Background information
- Born: David Samuel McWilliams 4 July 1945 Belfast, Northern Ireland
- Died: 8 January 2002 (aged 56) Ballycastle, County Antrim, Northern Ireland
- Occupations: Singer, songwriter
- Instruments: Vocals, guitar
- Years active: 1965–1980s
- Labels: CBS Major Minor Dawn EMI Kapp (USA)
- Website: http://www.davidmcwilliams.com/

= David McWilliams (musician) =

Northern Irish musician (1945–2002)

David Samuel McWilliams (4 July 1945 – 8 January 2002) was a Northern Irish singer, songwriter and guitarist, best known for his 1967 song, "Days of Pearly Spencer".

==Life==
McWilliams was born in the Cregagh area of Belfast and moved to Ballymena at the age of three. He began playing guitar and writing songs in his early teens. After leaving Ballymena Technical College in 1963, he started an apprenticeship at the Shorts missile factory in Antrim, and also started a local dance band, the Coral Showband. He was a well-respected football player, and had a trial with Linfield as a goalkeeper.

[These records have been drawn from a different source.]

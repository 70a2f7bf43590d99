//! Named drawing layers
//!
//! `Layers` keeps a stack of equally sized layers keyed by name, the last one
//! in front. Creating the actual surface is left to a creator closure, so the
//! same bookkeeping works for any backend.

use tracing::warn;

/// Builds the surface for a layer from its name and dimensions
pub type LayerCreator<L> = Box<dyn Fn(&str, u32, u32) -> L + Send + Sync>;

pub const DEFAULT_WIDTH: u32 = 360;
pub const DEFAULT_HEIGHT: u32 = 240;
pub const DEFAULT_LAYER: &str = "main";

/// Plain description of a layer, produced by the default creator
#[derive(Debug, Clone, PartialEq, Eq)]
pub struct LayerSpec {
    pub name: String,
    pub width: u32,
    pub height: u32,
}

/// Startup parameters of a `Layers` stack
pub struct LayersConfig<L> {
    width: u32,
    height: u32,
    layers: Vec<String>,
    creator: LayerCreator<L>,
}

impl Default for LayersConfig<LayerSpec> {
    fn default() -> Self {
        Self::new(|name, width, height| LayerSpec {
            name: name.to_string(),
            width,
            height,
        })
    }
}

impl<L> LayersConfig<L> {
    /// 360x240 layers with a single `main` layer, built by `creator`
    pub fn new<C>(creator: C) -> Self
    where
        C: Fn(&str, u32, u32) -> L + Send + Sync + 'static,
    {
        Self {
            width: DEFAULT_WIDTH,
            height: DEFAULT_HEIGHT,
            layers: vec![DEFAULT_LAYER.to_string()],
            creator: Box::new(creator),
        }
    }

    /// Size of every layer in pixels
    pub fn dimensions(mut self, width: u32, height: u32) -> Self {
        self.width = width;
        self.height = height;
        self
    }

    /// Initial layers, back to front
    pub fn layers<I, N>(mut self, names: I) -> Self
    where
        I: IntoIterator<Item = N>,
        N: Into<String>,
    {
        self.layers = names.into_iter().map(Into::into).collect();
        self
    }

    /// Replaces the creator, possibly with one building another layer type
    pub fn layer_creator<M, C>(self, creator: C) -> LayersConfig<M>
    where
        C: Fn(&str, u32, u32) -> M + Send + Sync + 'static,
    {
        LayersConfig {
            width: self.width,
            height: self.height,
            layers: self.layers,
            creator: Box::new(creator),
        }
    }
}

/// Stack of named layers
pub struct Layers<L> {
    width: u32,
    height: u32,
    stack: Vec<(String, L)>,
    creator: LayerCreator<L>,
}

impl<L> Layers<L> {
    /// Builds the stack and creates every configured layer in order
    pub fn new(config: LayersConfig<L>) -> Self {
        let mut layers = Self {
            width: config.width,
            height: config.height,
            stack: Vec::new(),
            creator: config.creator,
        };
        for name in &config.layers {
            layers.add(name);
        }
        layers
    }

    pub fn width(&self) -> u32 {
        self.width
    }

    pub fn height(&self) -> u32 {
        self.height
    }

    /// Adds a layer in front of the others.
    ///
    /// A name already in use is logged and left untouched.
    pub fn add(&mut self, name: &str) -> bool {
        if self.position(name).is_some() {
            warn!("Layers '{}' already exists", name);
            return false;
        }
        let layer = (self.creator)(name, self.width, self.height);
        self.stack.push((name.to_string(), layer));
        true
    }

    /// Removes a layer, handing it back so the caller can detach it
    pub fn remove(&mut self, name: &str) -> Option<L> {
        let index = self.position(name)?;
        Some(self.stack.remove(index).1)
    }

    pub fn get(&self, name: &str) -> Option<&L> {
        self.stack
            .iter()
            .find(|(layer_name, _)| layer_name == name)
            .map(|(_, layer)| layer)
    }

    pub fn get_mut(&mut self, name: &str) -> Option<&mut L> {
        self.stack
            .iter_mut()
            .find(|(layer_name, _)| layer_name == name)
            .map(|(_, layer)| layer)
    }

    /// Layer names, back to front
    pub fn names(&self) -> impl Iterator<Item = &str> {
        self.stack.iter().map(|(name, _)| name.as_str())
    }

    pub fn len(&self) -> usize {
        self.stack.len()
    }

    pub fn is_empty(&self) -> bool {
        self.stack.is_empty()
    }

    fn position(&self, name: &str) -> Option<usize> {
        self.stack.iter().position(|(layer_name, _)| layer_name == name)
    }
}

He recorded a demo of some of his own songs, which was heard by music industry entrepreneur Phil Solomon, who had previously managed The Bachelors and Van Morrison's band Them and also had close business ties with Ronan O'Rahilly's pirate radio station Radio Caroline. Solomon convinced close friend and well established songwriter Dominic Behan to take McWilliams under his wing to the point that McWilliams moved into the Behan family home in West London, an environment within which he was able to focus on songwriting; the impact of Behan's influence is difficult to determine but, it can be seen that McWilliams' live performances became much more self-assured, a key to future success. Following a period of five months in Behan's household, Solomon was able to negotiate a contract with CBS Records, which released his first, unsuccessful single "God and My Country" in 1966, before signing McWilliams to his own new Major Minor label. McWilliams and Behan were to remain close friends until the death of Dominic Behan in 1989.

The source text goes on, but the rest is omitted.